- _Information provided_:
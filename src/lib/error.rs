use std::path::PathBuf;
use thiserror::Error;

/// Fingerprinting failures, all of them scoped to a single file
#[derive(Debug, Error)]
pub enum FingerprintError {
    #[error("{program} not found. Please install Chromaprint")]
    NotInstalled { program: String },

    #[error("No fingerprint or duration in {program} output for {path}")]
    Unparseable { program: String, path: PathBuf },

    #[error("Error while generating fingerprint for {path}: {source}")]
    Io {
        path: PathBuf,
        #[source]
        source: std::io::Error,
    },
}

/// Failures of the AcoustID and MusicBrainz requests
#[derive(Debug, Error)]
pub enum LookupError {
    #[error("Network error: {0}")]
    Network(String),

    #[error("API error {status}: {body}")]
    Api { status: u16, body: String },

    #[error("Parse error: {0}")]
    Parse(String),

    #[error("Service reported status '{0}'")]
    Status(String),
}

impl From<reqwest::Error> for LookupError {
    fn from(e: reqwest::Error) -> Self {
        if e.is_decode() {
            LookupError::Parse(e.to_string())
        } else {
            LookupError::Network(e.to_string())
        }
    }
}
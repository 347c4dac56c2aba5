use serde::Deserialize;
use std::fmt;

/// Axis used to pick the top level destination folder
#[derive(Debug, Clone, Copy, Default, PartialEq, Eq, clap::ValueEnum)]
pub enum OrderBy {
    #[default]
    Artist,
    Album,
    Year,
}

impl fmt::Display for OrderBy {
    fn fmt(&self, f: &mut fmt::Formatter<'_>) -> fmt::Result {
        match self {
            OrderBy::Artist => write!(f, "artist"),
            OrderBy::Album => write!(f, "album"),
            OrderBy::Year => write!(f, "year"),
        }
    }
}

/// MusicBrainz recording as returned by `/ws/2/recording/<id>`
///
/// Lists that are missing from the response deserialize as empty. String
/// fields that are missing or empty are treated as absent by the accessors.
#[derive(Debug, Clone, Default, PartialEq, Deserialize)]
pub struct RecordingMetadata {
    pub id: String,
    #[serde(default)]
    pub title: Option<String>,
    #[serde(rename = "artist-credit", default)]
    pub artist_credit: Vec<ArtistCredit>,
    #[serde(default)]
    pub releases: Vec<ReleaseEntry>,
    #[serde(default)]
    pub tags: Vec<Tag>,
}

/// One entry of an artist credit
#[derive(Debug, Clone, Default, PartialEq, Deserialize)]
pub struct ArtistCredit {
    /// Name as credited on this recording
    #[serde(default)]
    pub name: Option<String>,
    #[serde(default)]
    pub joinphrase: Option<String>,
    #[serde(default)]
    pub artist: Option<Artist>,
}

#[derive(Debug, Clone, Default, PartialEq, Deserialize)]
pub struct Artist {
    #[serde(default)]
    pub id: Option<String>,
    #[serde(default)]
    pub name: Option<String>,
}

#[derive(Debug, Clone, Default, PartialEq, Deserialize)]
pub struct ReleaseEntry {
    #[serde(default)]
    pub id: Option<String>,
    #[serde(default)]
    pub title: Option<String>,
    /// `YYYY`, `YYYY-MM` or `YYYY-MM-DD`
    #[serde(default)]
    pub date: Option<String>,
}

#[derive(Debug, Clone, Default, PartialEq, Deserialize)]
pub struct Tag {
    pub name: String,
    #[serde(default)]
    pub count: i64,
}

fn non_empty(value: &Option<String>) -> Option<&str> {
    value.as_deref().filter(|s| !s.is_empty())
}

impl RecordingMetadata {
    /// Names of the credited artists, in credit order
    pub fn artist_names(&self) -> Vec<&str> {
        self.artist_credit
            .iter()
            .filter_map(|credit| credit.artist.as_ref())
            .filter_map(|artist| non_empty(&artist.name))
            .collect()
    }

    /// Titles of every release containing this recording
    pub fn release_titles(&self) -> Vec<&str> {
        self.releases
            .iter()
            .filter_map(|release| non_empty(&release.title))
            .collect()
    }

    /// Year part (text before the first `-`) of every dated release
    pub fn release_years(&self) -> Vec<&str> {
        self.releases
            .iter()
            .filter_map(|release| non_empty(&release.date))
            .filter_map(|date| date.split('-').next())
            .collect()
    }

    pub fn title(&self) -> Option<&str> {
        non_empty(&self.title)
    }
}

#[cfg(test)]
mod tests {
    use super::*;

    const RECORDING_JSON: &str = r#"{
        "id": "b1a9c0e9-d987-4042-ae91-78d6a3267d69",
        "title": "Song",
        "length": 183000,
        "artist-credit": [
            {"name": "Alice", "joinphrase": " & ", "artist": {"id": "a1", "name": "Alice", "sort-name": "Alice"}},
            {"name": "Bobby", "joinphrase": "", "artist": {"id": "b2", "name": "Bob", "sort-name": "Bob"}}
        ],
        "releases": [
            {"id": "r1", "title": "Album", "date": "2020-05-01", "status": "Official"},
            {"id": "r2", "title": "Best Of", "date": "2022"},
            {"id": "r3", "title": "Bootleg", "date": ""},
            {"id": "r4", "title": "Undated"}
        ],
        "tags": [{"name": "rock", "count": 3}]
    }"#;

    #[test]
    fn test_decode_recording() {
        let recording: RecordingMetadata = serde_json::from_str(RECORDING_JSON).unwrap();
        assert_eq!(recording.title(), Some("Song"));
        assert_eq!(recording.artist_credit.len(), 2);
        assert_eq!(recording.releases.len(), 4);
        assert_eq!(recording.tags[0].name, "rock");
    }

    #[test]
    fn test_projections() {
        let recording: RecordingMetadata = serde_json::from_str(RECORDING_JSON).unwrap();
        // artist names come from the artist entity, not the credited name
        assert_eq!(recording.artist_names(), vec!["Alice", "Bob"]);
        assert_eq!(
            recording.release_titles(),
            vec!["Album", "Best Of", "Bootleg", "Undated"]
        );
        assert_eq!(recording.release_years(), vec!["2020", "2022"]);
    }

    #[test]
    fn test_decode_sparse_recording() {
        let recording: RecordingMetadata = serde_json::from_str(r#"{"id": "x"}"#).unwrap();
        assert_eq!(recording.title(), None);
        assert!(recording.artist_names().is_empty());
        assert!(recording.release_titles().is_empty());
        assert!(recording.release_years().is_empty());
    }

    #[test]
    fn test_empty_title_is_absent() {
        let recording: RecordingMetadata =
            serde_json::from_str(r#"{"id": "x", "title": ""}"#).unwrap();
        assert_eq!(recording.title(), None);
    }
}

- _Problem to work on_: For each record above, print an exact copy.

- _Output for this exercise_:
filename src/lib/error.rs
use std::path::PathBuf;
use thiserror::Error;

/// Fingerprinting failures, all of them scoped to a single file
#[derive(Debug, Error)]
pub enum FingerprintError {
    #[error("{program} not found. Please install Chromaprint")]
    NotInstalled { program: String },

    #[error("No fingerprint or duration in {program} output for {path}")]
    Unparseable { program: String, path: PathBuf },

    #[error("Error while generating fingerprint for {path}: {source}")]
    Io {
        path: PathBuf,
        #[source]
        source: std::io::Error,
    },
}

/// Failures of the AcoustID and MusicBrainz requests
#[derive(Debug, Error)]
pub enum LookupError {
    #[error("Network error: {0}")]
    Network(String),

    #[error("API error {status}: {body}")]
    Api { status: u16, body: String },

    #[error("Parse error: {0}")]
    Parse(String),

    #[error("Service reported status '{0}'")]
    Status(String),
}

impl From<reqwest::Error> for LookupError {
    fn from(e: reqwest::Error) -> Self {
        if e.is_decode() {
            LookupError::Parse(e.to_string())
        } else {
            LookupError::Network(e.to_string())
        }
    }
}
repository 347c4dac56c2aba5
use serde::Deserialize;
use std::fmt;

/// Axis used to pick the top level destination folder
#[derive(Debug, Clone, Copy, Default, PartialEq, Eq, clap::ValueEnum)]
pub enum OrderBy {
    #[default]
    Artist,
    Album,
    Year,
}

impl fmt::Display for OrderBy {
    fn fmt(&self, f: &mut fmt::Formatter<'_>) -> fmt::Result {
        match self {
            OrderBy::Artist => write!(f, "artist"),
            OrderBy::Album => write!(f, "album"),
            OrderBy::Year => write!(f, "year"),
        }
    }
}

/// MusicBrainz recording as returned by `/ws/2/recording/<id>`
///
/// Lists that are missing from the response deserialize as empty. String
/// fields that are missing or empty are treated as absent by the accessors.
#[derive(Debug, Clone, Default, PartialEq, Deserialize)]
pub struct RecordingMetadata {
    pub id: String,
    #[serde(default)]
    pub title: Option<String>,
    #[serde(rename = "artist-credit", default)]
    pub artist_credit: Vec<ArtistCredit>,
    #[serde(default)]
    pub releases: Vec<ReleaseEntry>,
    #[serde(default)]
    pub tags: Vec<Tag>,
}

/// One entry of an artist credit
#[derive(Debug, Clone, Default, PartialEq, Deserialize)]
pub struct ArtistCredit {
    /// Name as credited on this recording
    #[serde(default)]
    pub name: Option<String>,
    #[serde(default)]
    pub joinphrase: Option<String>,
    #[serde(default)]
    pub artist: Option<Artist>,
}

#[derive(Debug, Clone, Default, PartialEq, Deserialize)]
pub struct Artist {
    #[serde(default)]
    pub id: Option<String>,
    #[serde(default)]
    pub name: Option<String>,
}

#[derive(Debug, Clone, Default, PartialEq, Deserialize)]
pub struct ReleaseEntry {
    #[serde(default)]
    pub id: Option<String>,
    #[serde(default)]
    pub title: Option<String>,
    /// `YYYY`, `YYYY-MM` or `YYYY-MM-DD`
    #[serde(default)]
    pub date: Option<String>,
}

#[derive(Debug, Clone, Default, PartialEq, Deserialize)]
pub struct Tag {
    pub name: String,
    #[serde(default)]
    pub count: i64,
}

fn non_empty(value: &Option<String>) -> Option<&str> {
    value.as_deref().filter(|s| !s.is_empty())
}

impl RecordingMetadata {
    /// Names of the credited artists, in credit order
    pub fn artist_names(&self) -> Vec<&str> {
        self.artist_credit
            .iter()
            .filter_map(|credit| credit.artist.as_ref())
            .filter_map(|artist| non_empty(&artist.name))
            .collect()
    }

    /// Titles of every release containing this recording
    pub fn release_titles(&self) -> Vec<&str> {
        self.releases
            .iter()
            .filter_map(|release| non_empty(&release.title))
            .collect()
    }

    /// Year part (text before the first `-`) of every dated release
    pub fn release_years(&self) -> Vec<&str> {
        self.releases
            .iter()
            .filter_map(|release| non_empty(&release.date))
            .filter_map(|date| date.split('-').next())
            .collect()
    }

    pub fn title(&self) -> Option<&str> {
        non_empty(&self.title)
    }
}

#[cfg(test)]
mod tests {
    use super::*;

    const RECORDING_JSON: &str = r#"{
        "id": "b1a9c0e9-d987-4042-ae91-78d6a3267d69",
        "title": "Song",
        "length": 183000,
        "artist-credit": [
            {"name": "Alice", "joinphrase": " & ", "artist": {"id": "a1", "name": "Alice", "sort-name": "Alice"}},
            {"name": "Bobby", "joinphrase": "", "artist": {"id": "b2", "name": "Bob", "sort-name": "Bob"}}
        ],
        "releases": [
            {"id": "r1", "title": "Album", "date": "2020-05-01", "status": "Official"},
            {"id": "r2", "title": "Best Of", "date": "2022"},
            {"id": "r3", "title": "Bootleg", "date": ""},
            {"id": "r4", "title": "Undated"}
        ],
        "tags": [{"name": "rock", "count": 3}]
    }"#;

    #[test]
    fn test_decode_recording() {
        let recording: RecordingMetadata = serde_json::from_str(RECORDING_JSON).unwrap();
        assert_eq!(recording.title(), Some("Song"));
        assert_eq!(recording.artist_credit.len(), 2);
        assert_eq!(recording.releases.len(), 4);
        assert_eq!(recording.tags[0].name, "rock");
    }

    #[test]
    fn test_projections() {
        let recording: RecordingMetadata = serde_json::from_str(RECORDING_JSON).unwrap();
        // artist names come from the artist entity, not the credited name
        assert_eq!(recording.artist_names(), vec!["Alice", "Bob"]);
        assert_eq!(
            recording.release_titles(),
            vec!["Album", "Best Of", "Bootleg", "Undated"]
        );
        assert_eq!(recording.release_years(), vec!["2020", "2022"]);
    }

    #[test]
    fn test_decode_sparse_recording() {
        let recording: RecordingMetadata = serde_json::from_str(r#"{"id": "x"}"#).unwrap();
        assert_eq!(recording.title(), None);
        assert!(recording.artist_names().is_empty());
        assert!(recording.release_titles().is_empty());
        assert!(recording.release_years().is_empty());
    }

    #[test]
    fn test_empty_title_is_absent() {
        let recording: RecordingMetadata =
            serde_json::from_str(r#"{"id": "x", "title": ""}"#).unwrap();
        assert_eq!(recording.title(), None);
    }
}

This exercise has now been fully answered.